RentOrOwn.info Learn

How much house can I actually afford? (Not the 28% rule)

Every affordability calculator on the internet does the same thing: they take your gross income, multiply by 28% (or 36%, or some other lender-friendly ratio), and hand you a monthly payment. Then they invert that payment into a purchase price at today's mortgage rate and print a big green number. That number is the maximum a lender will let you borrow. It is almost never the number you can actually afford.

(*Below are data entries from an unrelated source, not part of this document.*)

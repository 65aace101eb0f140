//! CLI command implementations.

pub mod filter;
pub mod logs;
pub mod status;
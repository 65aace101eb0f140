//! Timestamp handling.
//!
//! The backend reports every timestamp as a display string in
//! [`TIMESTAMP_FORMAT`]. Filter bounds typed by a user are parsed more
//! leniently by [`parse_bound`].

use chrono::{NaiveDate, NaiveDateTime};

use crate::TypesError;

/// Format of every timestamp the backend reports.
pub const TIMESTAMP_FORMAT: &str = "%Y-%m-%d %H:%M:%S";

const BOUND_FORMATS: &[&str] = &[
    "%Y-%m-%d %H:%M:%S",
    "%Y-%m-%dT%H:%M:%S",
    "%Y-%m-%d %H:%M",
    "%Y-%m-%dT%H:%M",
];

/// Parse a backend timestamp.
pub fn parse_timestamp(s: &str) -> Result<NaiveDateTime, TypesError> {
    NaiveDateTime::parse_from_str(s.trim(), TIMESTAMP_FORMAT)
        .map_err(|_| TypesError::InvalidTimestamp(s.to_string()))
}

/// Parse a filter bound.
///
/// Accepts the backend format, minute precision, `T`-separated forms and
/// bare dates. A bare date means midnight at the start of that day.
pub fn parse_bound(s: &str) -> Result<NaiveDateTime, TypesError> {
    let s = s.trim();
    for format in BOUND_FORMATS {
        if let Ok(parsed) = NaiveDateTime::parse_from_str(s, format) {
            return Ok(parsed);
        }
    }
    NaiveDate::parse_from_str(s, "%Y-%m-%d")
        .ok()
        .and_then(|date| date.and_hms_opt(0, 0, 0))
        .ok_or_else(|| TypesError::InvalidTimestamp(s.to_string()))
}
//! Persisted key-value document.
//!
//! The audit log lives in a single named document with get/set/save
//! semantics: `set` only changes the working copy, `save` flushes it.

mod json;
mod memory;

pub use json::JsonFileDocument;
pub use memory::MemoryDocument;

use async_trait::async_trait;
use serde::de::DeserializeOwned;
use serde_json::Value;
use std::path::PathBuf;
use thiserror::Error;

/// Document errors.
#[derive(Debug, Error)]
pub enum DocumentError {
    /// Reading or writing the backing file failed.
    #[error("document I/O on {path}: {source}")]
    Io {
        /// Backing file.
        path: PathBuf,
        /// Underlying I/O error.
        source: std::io::Error,
    },

    /// The backing file is not valid JSON.
    #[error("document is not valid JSON: {0}")]
    Json(#[from] serde_json::Error),

    /// A key holds a value of the wrong shape.
    #[error("unexpected value for {key}: {reason}")]
    Shape {
        /// Offending key (or `<root>`).
        key: String,
        /// What was wrong.
        reason: String,
    },

    /// The store refused the operation.
    #[error("document unavailable: {0}")]
    Unavailable(String),
}

/// A named key-value document with an explicit flush.
#[async_trait]
pub trait Document: Send + Sync {
    /// Read a key from the working copy.
    async fn get(&self, key: &str) -> Result<Option<Value>, DocumentError>;

    /// Write a key to the working copy.
    async fn set(&self, key: &str, value: Value) -> Result<(), DocumentError>;

    /// Flush the working copy to durable storage.
    async fn save(&self) -> Result<(), DocumentError>;
}

/// Read and decode a key; a missing key is `None`.
pub async fn read_key<T: DeserializeOwned>(
    document: &dyn Document,
    key: &str,
) -> Result<Option<T>, DocumentError> {
    match document.get(key).await? {
        None => Ok(None),
        Some(value) => serde_json::from_value(value)
            .map(Some)
            .map_err(|e| DocumentError::Shape {
                key: key.to_string(),
                reason: e.to_string(),
            }),
    }
}
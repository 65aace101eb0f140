//! Application context.
//!
//! Builds the log store, session store and activity cache once, sharing one
//! backend and one log document, and hands them out by reference.

use std::path::PathBuf;
use std::sync::Arc;

use crate::backend::Backend;
use crate::cache::ActivityCache;
use crate::config::ClientConfig;
use crate::document::{Document, JsonFileDocument};
use crate::error::ClientError;
use crate::logs::LogStore;
use crate::session::SessionStore;

/// The client stores, wired together.
pub struct AppContext<B: Backend> {
    logs: Arc<LogStore>,
    session: SessionStore<B>,
    activities: ActivityCache<B>,
    export_dir: PathBuf,
}

impl<B: Backend> AppContext<B> {
    /// Wire the stores over `backend` and the log `document`.
    pub fn new(config: &ClientConfig, backend: B, document: Arc<dyn Document>) -> Self {
        let backend = Arc::new(backend);
        let logs = Arc::new(LogStore::new(document).with_export_prefix(&config.logs.export_prefix));

        Self {
            session: SessionStore::new(Arc::clone(&backend), Arc::clone(&logs)),
            activities: ActivityCache::new(backend, Arc::clone(&logs))
                .with_preview_chars(config.cache.preview_chars),
            logs,
            export_dir: config.logs.export_dir.clone(),
        }
    }

    /// Wire the stores with the log kept in the configured JSON document.
    pub fn open(config: &ClientConfig, backend: B) -> Self {
        let document = Arc::new(JsonFileDocument::new(&config.logs.document));
        Self::new(config, backend, document)
    }

    /// Load the persisted log. Never fails.
    pub async fn start(&self) {
        self.logs.load().await;
        tracing::info!("activity client started");
    }

    /// The audit log.
    pub fn logs(&self) -> &LogStore {
        &self.logs
    }

    /// The session mirror.
    pub fn session(&self) -> &SessionStore<B> {
        &self.session
    }

    /// The activity cache.
    pub fn activities(&self) -> &ActivityCache<B> {
        &self.activities
    }

    /// Export the log to the configured export directory.
    pub async fn export_logs(&self) -> Result<PathBuf, ClientError> {
        self.logs.export_to_file(&self.export_dir).await
    }
}
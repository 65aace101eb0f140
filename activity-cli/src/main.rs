//! # activity-cli
//!
//! Diagnostics CLI for the campus activity client.
//!
//! ## Commands
//!
//! - `logs show|add|clear|export|dev-mode`: Inspect or edit the audit log
//! - `filter`: Run the local filter over a catalog dump
//! - `status`: Show resolved configuration and log state
//!
//! ## Example
//!
//! ```bash
//! # Print the last 20 audit lines
//! activity-cli logs show --tail 20
//!
//! # Export the log to the downloads directory
//! activity-cli logs export
//!
//! # Physical-education activities mentioning "run" from a saved catalog
//! activity-cli filter --catalog catalog.json --module t --keyword run
//! ```

use anyhow::{Context, Result};
use campus_activity_client::ClientConfig;
use clap::{Parser, Subcommand};
use std::path::{Path, PathBuf};
use tracing_subscriber::{layer::SubscriberExt, util::SubscriberInitExt};

mod commands;

use commands::{filter, logs, status};

/// Diagnostics CLI for the campus activity client.
#[derive(Parser, Debug)]
#[command(name = "activity-cli")]
#[command(version, about, long_about = None)]
struct Cli {
    /// Data directory holding the log document
    #[arg(long, global = true)]
    data_dir: Option<PathBuf>,

    /// Configuration file (default: <data-dir>/client.toml if present)
    #[arg(long, global = true)]
    config: Option<PathBuf>,

    #[command(subcommand)]
    command: Commands,
}

#[derive(Subcommand, Debug)]
enum Commands {
    /// Inspect or edit the audit log
    Logs {
        #[command(subcommand)]
        action: LogsAction,
    },

    /// Filter a catalog dump locally
    Filter {
        /// JSON file holding a list of activities
        #[arg(long)]
        catalog: PathBuf,

        #[command(flatten)]
        criteria: filter::FilterArgs,
    },

    /// Show resolved configuration and log state
    Status,
}

#[derive(Subcommand, Debug)]
enum LogsAction {
    /// Print the audit lines
    Show {
        /// Only print the last N lines
        #[arg(long)]
        tail: Option<usize>,
    },

    /// Append a line
    Add {
        /// Message to record
        message: String,
    },

    /// Drop every line
    Clear,

    /// Write the log to a text file
    Export {
        /// Destination directory (default: configured export dir, else downloads)
        #[arg(long)]
        dir: Option<PathBuf>,
    },

    /// Turn developer mode on
    DevMode,
}

#[tokio::main]
async fn main() -> Result<()> {
    init_logging();
    let cli = Cli::parse();

    // Determine data directory
    let data_dir = match cli.data_dir {
        Some(dir) => dir,
        None => default_data_dir()?,
    };

    tokio::fs::create_dir_all(&data_dir)
        .await
        .context("Failed to create data directory")?;

    let config = load_config(cli.config.as_deref(), &data_dir).await?;

    match cli.command {
        Commands::Logs { action } => match action {
            LogsAction::Show { tail } => logs::show(&config, tail).await?,
            LogsAction::Add { message } => logs::add(&config, &message).await?,
            LogsAction::Clear => logs::clear(&config).await?,
            LogsAction::Export { dir } => {
                let dir = dir.unwrap_or_else(|| default_export_dir(&config));
                let path = logs::export(&config, &dir).await?;
                println!("Exported to {}", path.display());
            }
            LogsAction::DevMode => logs::dev_mode(&config).await?,
        },
        Commands::Filter { catalog, criteria } => {
            filter::run(&catalog, &criteria).await?;
        }
        Commands::Status => {
            status::run(&config, &data_dir).await?;
        }
    }

    Ok(())
}

/// Install a stderr subscriber filtered by `RUST_LOG` (default `warn`).
fn init_logging() {
    let filter = tracing_subscriber::EnvFilter::try_from_default_env()
        .unwrap_or_else(|_| tracing_subscriber::EnvFilter::new("warn"));

    tracing_subscriber::registry()
        .with(filter)
        .with(tracing_subscriber::fmt::layer().with_writer(std::io::stderr))
        .init();
}

/// Load configuration, resolving the log document against `data_dir`.
async fn load_config(explicit: Option<&Path>, data_dir: &Path) -> Result<ClientConfig> {
    let config = match explicit {
        Some(path) => ClientConfig::from_file(path)
            .await
            .with_context(|| format!("Failed to load config {}", path.display()))?,
        None => {
            let candidate = data_dir.join("client.toml");
            if candidate.exists() {
                ClientConfig::from_file(&candidate)
                    .await
                    .with_context(|| format!("Failed to load config {}", candidate.display()))?
            } else {
                tracing::debug!("no config file, using defaults");
                ClientConfig::default()
            }
        }
    };
    Ok(config.with_data_dir(data_dir))
}

/// Get the default data directory for activity-cli.
fn default_data_dir() -> Result<PathBuf> {
    let dirs = directories::ProjectDirs::from("edu", "campus", "activity-cli")
        .context("Could not determine home directory")?;
    Ok(dirs.data_dir().to_path_buf())
}

/// Configured export directory, or the user's downloads when left at the default.
fn default_export_dir(config: &ClientConfig) -> PathBuf {
    if config.logs.export_dir != Path::new(".") {
        return config.logs.export_dir.clone();
    }
    directories::UserDirs::new()
        .and_then(|dirs| dirs.download_dir().map(Path::to_path_buf))
        .unwrap_or_else(|| PathBuf::from("."))
}

#[cfg(test)]
mod tests {
    use super::*;
    use clap::CommandFactory;

    #[test]
    fn cli_definition_is_valid() {
        Cli::command().debug_assert();
    }

    #[test]
    fn parses_filter_with_repeated_modules() {
        let cli = Cli::try_parse_from([
            "activity-cli",
            "filter",
            "--catalog",
            "catalog.json",
            "--module",
            "t",
            "--module",
            "m",
            "--keyword",
            "run",
        ])
        .unwrap();

        match cli.command {
            Commands::Filter { catalog, criteria } => {
                assert_eq!(catalog, PathBuf::from("catalog.json"));
                assert_eq!(criteria.module, vec!["t".to_string(), "m".to_string()]);
                assert_eq!(criteria.keyword.as_deref(), Some("run"));
            }
            other => panic!("Expected Filter, got {:?}", other),
        }
    }

    #[test]
    fn parses_logs_export_dir() {
        let cli = Cli::try_parse_from(["activity-cli", "logs", "export", "--dir", "/tmp/out"])
            .unwrap();
        assert!(matches!(
            cli.command,
            Commands::Logs {
                action: LogsAction::Export { dir: Some(_) }
            }
        ));
    }

    #[tokio::test]
    async fn config_defaults_resolve_against_data_dir() {
        let dir = tempfile::tempdir().unwrap();
        let config = load_config(None, dir.path()).await.unwrap();
        assert_eq!(config.logs.document, dir.path().join("logs.json"));
    }

    #[tokio::test]
    async fn config_file_in_data_dir_is_picked_up() {
        let dir = tempfile::tempdir().unwrap();
        tokio::fs::write(
            dir.path().join("client.toml"),
            "[logs]\nexport_prefix = \"diag\"\n",
        )
        .await
        .unwrap();

        let config = load_config(None, dir.path()).await.unwrap();
        assert_eq!(config.logs.export_prefix, "diag");
    }

    #[tokio::test]
    async fn missing_explicit_config_is_error() {
        let dir = tempfile::tempdir().unwrap();
        let result = load_config(Some(&dir.path().join("absent.toml")), dir.path()).await;
        assert!(result.is_err());
    }

    #[test]
    fn configured_export_dir_wins() {
        let mut config = ClientConfig::default();
        config.logs.export_dir = PathBuf::from("/srv/exports");
        assert_eq!(default_export_dir(&config), PathBuf::from("/srv/exports"));
    }
}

The honest way to answer "how much house can I afford" is to walk down from take-home pay, subtract everything else you're going to spend money on, and see what monthly housing cost is left. Then price it into a purchase ceiling. Here's the arithmetic, with worked examples.

Why the 28% rule is a lender's rule, not yours

The 28% front-end DTI ratio (housing payment / gross monthly income) and 36% back-end DTI ratio (total debt payment / gross monthly income) come from Fannie Mae and Freddie Mac underwriting standards. They exist to tell the lender: at this DTI, you probably won't default. They do not exist to tell you: at this DTI, your life will still feel like a life.

Three things are broken about applying the 28% rule to yourself.

  1. It's on gross income. Your gross income does not pay for anything. Your take-home does. The gap between gross and take-home is usually 25–35% (federal, state, FICA, health premiums, 401(k) contribution). A payment that's "28% of gross" is easily "40%+ of take-home."
  2. It ignores everything but housing debt. No childcare, no retirement contribution beyond the minimum match, no groceries, no student loans that were paused during COVID and are now due again. The 28% rule assumes the rest of your budget scales down to fit — but for most households, groceries and childcare don't scale.
  3. It uses today's mortgage payment. A 30-year mortgage is 360 months. Your job situation, health, family size, and interest rate environment are not the same for all 360 of them. The lender doesn't care because they can foreclose. You should care because you can't.

The rule is not wrong for the lender's use case. It's wrong for yours.

The honest walk-down formula

Here's the walk-down. Start at monthly take-home. Subtract every other line in your budget. What's left is your maximum defensible housing spend — call it MDH. Then convert MDH to a purchase price at today's mortgage rate.

1.  Monthly take-home pay  (after federal, state, FICA, health, 401k up to match)
   – Retirement contribution beyond match  (target 15% of gross, so a chunk more)
   – Child care / school
   – Groceries + household goods
   – Utilities (electric, gas, water, internet, phone)
   – Transportation (car payment, gas, insurance, maintenance, or transit)
   – Student loans, credit cards, other minimums
   – Health/life insurance premiums not in payroll
   – Emergency fund contribution  (until 6 months of expenses saved)
   – Discretionary / travel / gifts / dining
   – 5% slack  (things you forgot; there are always things you forgot)
   = Maximum defensible housing spend  (MDH)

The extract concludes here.